Cross-examined by Marsall.— The first time she saw him was when he came into the room; he was then in his shirt sleeves with a broad leafed hat and ribbon on it.

Re-examined — There did not appear to be two parties of them, they all seemed to be acting in concert.

William Day, cook at Mr. Chievers, remembered some persons on horseback coming to Mr. Chievers on the 21st December; one of them came into the yard and held a pistol to his head; the prisoner Everett was the man; he was dressed in a dark coat and a Manilla hat with pink ribbon on it; he was then taken into the bar and bailed up with the rest. A man in the passage said “Is that fellow all right?” witness supposed that referred to Graham, as he had seen a shot fired by a man who stood in the road opposite Mr. Dangar’s house; the shot was fired at Mr. Graham; I saw him running along the road, and the man who fired at him was about twenty yards from him; witness saw that before Everett came up to him. He thought he heard a shot fired, and that caused him to look towards the building, and then he saw the second shot fired; he thought it took effect from seeing Graham slacken his pace all of a sudden; he did not see him fall, for he was instantly accosted by Everett; witness thought when the man said “Is that fellow all right?” he alluded to Graham; as soon as he could he made his way out the backway to call the police, and as he was returning he saw seven men riding along the road about three or four hundred yards from the house, and he had no doubt but they were the same men who had been at Dangar’s and Chievers’; witness could not say which was the man who fired, but he had a light coat on.
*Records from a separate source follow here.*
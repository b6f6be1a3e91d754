//! Layered server configuration
//!
//! Precedence, lowest first: built-in defaults, optional YAML file,
//! `EMPLOYEES_*` variables (nested with `__`), then the flat
//! `DB_*`/`SERVER_PORT` variables.

use anyhow::{Context, Result};
use employee_service::{Config as EmployeesConfig, DatabaseConfig};
use figment::{
    providers::{Env, Format, Serialized, Yaml},
    Figment,
};
use serde::{Deserialize, Serialize};
use std::path::Path;
use std::time::Duration;

/// Flat environment variables and the config keys they populate
const FLAT_ENV: &[(&str, &str)] = &[
    ("DB_USERNAME", "database.username"),
    ("DB_PASSWORD", "database.password"),
    ("DB_NAME", "database.name"),
    ("DB_PORT", "database.port"),
    ("SERVER_PORT", "server.port"),
];

#[derive(Debug, Clone, Default, Serialize, Deserialize)]
pub struct AppConfig {
    #[serde(default)]
    pub server: ServerConfig,

    #[serde(default)]
    pub database: DatabaseConfig,

    #[serde(default)]
    pub logging: LoggingConfig,

    /// Employee module settings
    #[serde(default)]
    pub employees: EmployeesConfig,
}

#[derive(Debug, Clone, Serialize, Deserialize)]
pub struct ServerConfig {
    #[serde(default = "default_server_port")]
    pub port: u16,

    /// Whole-request timeout; expired requests get 408
    #[serde(default = "default_request_timeout", with = "humantime_serde")]
    pub request_timeout: Duration,
}

impl Default for ServerConfig {
    fn default() -> Self {
        Self {
            port: default_server_port(),
            request_timeout: default_request_timeout(),
        }
    }
}

fn default_server_port() -> u16 {
    8080
}

fn default_request_timeout() -> Duration {
    Duration::from_secs(30)
}

#[derive(Debug, Clone, Serialize, Deserialize)]
pub struct LoggingConfig {
    /// EnvFilter directive, e.g. "info" or "employee_service=debug,info"
    #[serde(default = "default_log_level")]
    pub level: String,

    /// Emit JSON lines instead of human-readable output
    #[serde(default)]
    pub json: bool,
}

impl Default for LoggingConfig {
    fn default() -> Self {
        Self {
            level: default_log_level(),
            json: false,
        }
    }
}

fn default_log_level() -> String {
    "info".to_string()
}

impl AppConfig {
    pub fn figment(path: Option<&Path>) -> Figment {
        let mut figment = Figment::from(Serialized::defaults(AppConfig::default()));
        if let Some(path) = path {
            figment = figment.merge(Yaml::file(path));
        }

        let flat_keys: Vec<&str> = FLAT_ENV.iter().map(|(var, _)| *var).collect();
        figment
            .merge(Env::prefixed("EMPLOYEES_").split("__"))
            .merge(Env::raw().only(&flat_keys).map(|key| {
                FLAT_ENV
                    .iter()
                    .find(|(var, _)| key.as_str().eq_ignore_ascii_case(var))
                    .map(|(_, mapped)| (*mapped).into())
                    .unwrap_or_else(|| key.into())
            }))
    }

    pub fn load(path: Option<&Path>) -> Result<Self> {
        Self::figment(path)
            .extract()
            .context("invalid configuration")
    }
}
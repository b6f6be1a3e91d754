//! REST DTOs with serde derives for HTTP API

use rust_decimal::Decimal;
use serde::{de, Deserialize, Deserializer, Serialize};
use std::str::FromStr;
use utoipa::ToSchema;

/// Employee response DTO
#[derive(Debug, Clone, Serialize, Deserialize, ToSchema)]
pub struct EmployeeDto {
    /// Server-assigned identifier
    #[schema(example = 1)]
    pub id: i32,

    #[schema(example = "test employee")]
    pub name: String,

    #[schema(example = "software engineer")]
    pub position: String,

    /// Salary, serialized as a JSON number
    #[serde(with = "rust_decimal::serde::float")]
    #[schema(value_type = f64, example = 23000.22)]
    pub salary: Decimal,
}

/// Create/update employee request. Any `id` in the body is ignored.
#[derive(Debug, Clone, Deserialize, ToSchema)]
pub struct CreateEmployeeRequest {
    #[schema(example = "test employee")]
    pub name: String,

    #[schema(example = "software engineer")]
    pub position: String,

    /// Defaults to 0.00 when absent or null
    #[serde(default, deserialize_with = "salary_number")]
    #[schema(value_type = Option<f64>, example = 23000.22)]
    pub salary: Decimal,
}

/// Accepts a JSON number or null; strings are a type error.
fn salary_number<'de, D>(deserializer: D) -> Result<Decimal, D::Error>
where
    D: Deserializer<'de>,
{
    match Option::<f64>::deserialize(deserializer)? {
        None => Ok(Decimal::ZERO),
        Some(value) => Decimal::from_str(&value.to_string())
            .map_err(|_| de::Error::invalid_value(de::Unexpected::Float(value), &"a salary")),
    }
}

/// Body of a successful update or delete
#[derive(Debug, Clone, Serialize, Deserialize, ToSchema)]
pub struct ResultResponse {
    #[schema(example = "success")]
    pub result: String,
}

impl ResultResponse {
    pub fn success() -> Self {
        Self {
            result: "success".to_string(),
        }
    }
}

/// Error body returned with every non-2xx status
#[derive(Debug, Clone, Serialize, Deserialize, ToSchema)]
pub struct ErrorResponse {
    #[schema(example = "employee not found")]
    pub error: String,
}
//! Storage layer - database gateway, entities and repositories

pub mod db;
pub mod entity;
pub mod mapper;
pub mod migrations;
pub mod repositories;

pub use repositories::SeaOrmEmployeesRepository;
Cross-examined — Witness might be about a hundred yards from the man who fired at Mr. Graham at the time he fired; he was then standing quite still; did not see a pistol fired by Mr. Graham; there appeared to be two parties of them, one at Dangar’s and the other at Chievers’; it was about seven o’clock in the morning, and there might be a distance of about fifty or sixty yards between the houses; a transaction might be going on in one house and a party in the other not know anything of it.

Re-examined — From what he said, the men at Dangar’s and at Chievers’ seemed to be all of one party.

Joseph Chievers, brother of Mr. Chievers, publican of Scone, was at his brother’s house on the 21st. of December, and saw Marshall, Everett, Davies, and Glanville there. Marshall inquired if it was all right about, half an hour after the other three had been there; he was in the bar when he asked that question, and some one answered, “Yes, it is nearly all over.” Witness had heard two of three shots fired; and about half an hour after the shots were fired they all went away, seven in number. Everett met him in the yard, with a pistol in each hand, and ordered him to bail up in the bar. Davies kept the bar door. He saw Graham when they brought him down on a board. Thomas Dangar, storekeeper at St. Aubin’s, near Scone, said he remembered the men coming to his house, and one of them knocking at the bedroom door. Upon opening it Marshall entered the room, and asked if that young man (meaning Mr. Graham) was witness’s son; he (witness) answered no; and Marshall said that the young man had fired at them, and they would have his life. Witness did not hear any shots fired. Marshall asked for the keys, and they were delivered to him. He took some watches and bracelets, which latter witness afterwards found had been trampled to pieces. Marshall said if witness left the room he would shoot him. He left some valuable property behind him, and did not stay more than two minutes in the room. He appeared to be alarmed after Graham had been shot. The prisoner Marshall, in cross-examining this witness, admitted being in the bedroom and questinning Mr. Dangar, as stated.

Thomas Dangar, aged eleven years, proved that the prisoner Chittey was the man who rode into the yard and called out “Cook, cook;” and that he was the man who rode on towards the township. The witness also saw Marshall in his father’s bedroom, and heard him ask if that young man (Graham) was his son, and say that he had shot at them, and they would have his life, or words to that effect. Marshall afterwards went through the yard. and said to the cook, “It is through you the other man got away.” Witness afterwards supposed that the prisoner, in saying that, alluded to Mr. Graham. Witness saw Mr. Graham dead about an hour after.

Sarah Dangar, wife of Mr. T. Dangar, was then called, and corroborated the evidence of the above witnesses in every particular, and also said that she heard the report of a gun three times. She also identified the prisoner Marshall, but could not identify any of the others.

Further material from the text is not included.